Ely downplays his title as West Point’s oldest living graduate. “It’s an honor, but a dubious honor – I don’t recommend living to 105,” he said with a laugh. He did use that title in detailing his colorful life in a memoir published in 2015, “The Oldest Living Graduate: A Story About Luck, Love and Longevity.”

He counts as one of his favorite adventures in uniform his participation as a young first lieutenant in the Corps’ dredging of a channel between Midway and nearby Sand Island from 1938 to 1940. That paved the way for a U.S. Navy buildup in those islands, which turned out to be crucial when war with the Japanese broke out in the Pacific. “One of the toughest jobs the Corps of Engineers ever had was opening that harbor for the Navy,” Ely said. “One of my proudest accomplishments was having a part in that.”

When World War II erupted, Ely’s experience at Midway put him in line for another assignment with Sixth U.S. Army, helping to build airstrips, port facilities and housing for U.S. forces advancing through the Pacific.

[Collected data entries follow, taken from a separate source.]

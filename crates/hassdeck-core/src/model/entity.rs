// ── Entity ──
//
// One hub state record. Entities are replaced wholesale, never
// deep-merged: every edit produces a new value.

use chrono::{DateTime, Utc};
use serde::{Deserialize, Serialize};
use serde_json::{Map, Value};

use super::{Category, EntityId, FeatureSet};

/// A hub entity: status string plus an open attribute record.
#[derive(Debug, Clone, PartialEq, Serialize, Deserialize)]
pub struct Entity {
    pub entity_id: EntityId,
    /// Primary state, e.g. `"on"`, `"locked"`, `"armed_away"`.
    #[serde(rename = "state")]
    pub status: String,
    #[serde(default)]
    pub attributes: Map<String, Value>,
    #[serde(default)]
    pub last_changed: DateTime<Utc>,
    #[serde(default)]
    pub last_updated: DateTime<Utc>,
}

impl Entity {
    pub fn new(entity_id: impl Into<EntityId>, status: impl Into<String>) -> Self {
        Self {
            entity_id: entity_id.into(),
            status: status.into(),
            attributes: Map::new(),
            last_changed: DateTime::default(),
            last_updated: DateTime::default(),
        }
    }

    pub fn category(&self) -> Option<Category> {
        self.entity_id.category()
    }

    pub fn friendly_name(&self) -> Option<&str> {
        self.attributes
            .get("friendly_name")
            .and_then(Value::as_str)
            .filter(|s| !s.is_empty())
    }

    pub fn attribute(&self, key: &str) -> Option<&Value> {
        self.attributes.get(key)
    }

    /// Numeric attribute; numeric strings are accepted too.
    pub fn attribute_f64(&self, key: &str) -> Option<f64> {
        match self.attributes.get(key)? {
            Value::Number(n) => n.as_f64(),
            Value::String(s) => s.trim().parse().ok(),
            _ => None,
        }
    }

    pub fn features(&self) -> FeatureSet {
        let bits = self
            .attributes
            .get("supported_features")
            .and_then(Value::as_u64)
            .and_then(|b| u32::try_from(b).ok());
        FeatureSet::new(self.category(), bits)
    }

    pub fn is_unavailable(&self) -> bool {
        matches!(self.status.as_str(), "unavailable" | "unknown")
    }

    // ── Derived copies ───────────────────────────────────────────────

    /// Copy with a different status.
    pub fn with_status(&self, status: impl Into<String>) -> Self {
        Self {
            status: status.into(),
            ..self.clone()
        }
    }

    /// Copy with one attribute replaced.
    pub fn with_attribute(&self, key: &str, value: Value) -> Self {
        let mut next = self.clone();
        next.attributes.insert(key.to_owned(), value);
        next
    }
}

// ── EntityRef ───────────────────────────────────────────────────────

/// A pointer to an entity, resolved against the store on every read.
///
/// Holding an `EntityRef` instead of an `Entity` keeps detail views from
/// rendering a snapshot that polling has already replaced.
#[derive(Debug, Clone, PartialEq, Eq, Hash)]
pub struct EntityRef {
    pub id: EntityId,
    pub category: Option<Category>,
}

impl EntityRef {
    pub fn new(id: impl Into<EntityId>) -> Self {
        let id = id.into();
        let category = id.category();
        Self { id, category }
    }
}

impl From<&Entity> for EntityRef {
    fn from(entity: &Entity) -> Self {
        Self::new(entity.entity_id.clone())
    }
}

#[cfg(test)]
#[allow(clippy::unwrap_used)]
mod tests {
    use super::*;
    use crate::model::Feature;
    use serde_json::json;

    #[test]
    fn wire_state_maps_to_status() {
        let entity: Entity = serde_json::from_value(json!({
            "entity_id": "lock.front",
            "state": "locked",
            "attributes": {"supported_features": 1}
        }))
        .unwrap();
        assert_eq!(entity.status, "locked");
        assert_eq!(entity.last_changed, DateTime::<Utc>::default());
        assert!(entity.features().supports(Feature::LockOpen));
    }

    #[test]
    fn numeric_strings_are_numbers() {
        let entity = Entity::new("sensor.t", "1").with_attribute("current_position", json!("42"));
        assert_eq!(entity.attribute_f64("current_position"), Some(42.0));
        assert_eq!(entity.attribute_f64("missing"), None);
    }

    #[test]
    fn with_status_leaves_original_untouched() {
        let off = Entity::new("light.kitchen", "off");
        let on = off.with_status("on");
        assert_eq!(off.status, "off");
        assert_eq!(on.status, "on");
        assert_eq!(on.entity_id, off.entity_id);
    }

    #[test]
    fn entity_ref_carries_category() {
        let r = EntityRef::new("cover.garage");
        assert_eq!(r.category, Some(Category::Cover));
    }
}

After the war, Ely helped establish of the Armed Forces Staff College in Norfolk, Va.; served tours in the Pentagon on the Joint Staff and at U.S. European Command headquarters in Paris; and closed out his Army career back at the Pentagon in the office of the director of defense research and engineering.

After retiring from the Army, Ely spent a decade with an engineering firm based in St. Louis and co-authored a biography of Maj. Gen. Leif Sverdrup, who had been Gen. Douglas MacArthur’s chief engineer.

Along the way, Ely’s favorite recreational pursuit in life was golf. In his memoir, he notes that he scored nine holes-in-one over his years on the links.

But he said he’s actually prouder of another personal record: “I shot my age or better more than 2,000 times.”

He won championships at more than 10 clubs, and also built and ran a golf course on the Pennsylvania farm where he grew up. He held a number of tournaments there to raise funds for wounded warriors.

Ely didn’t give up the game until he turned 100 – and he misses it.

Aside from his wife, “I loved golf more than anything,” he said wistfully.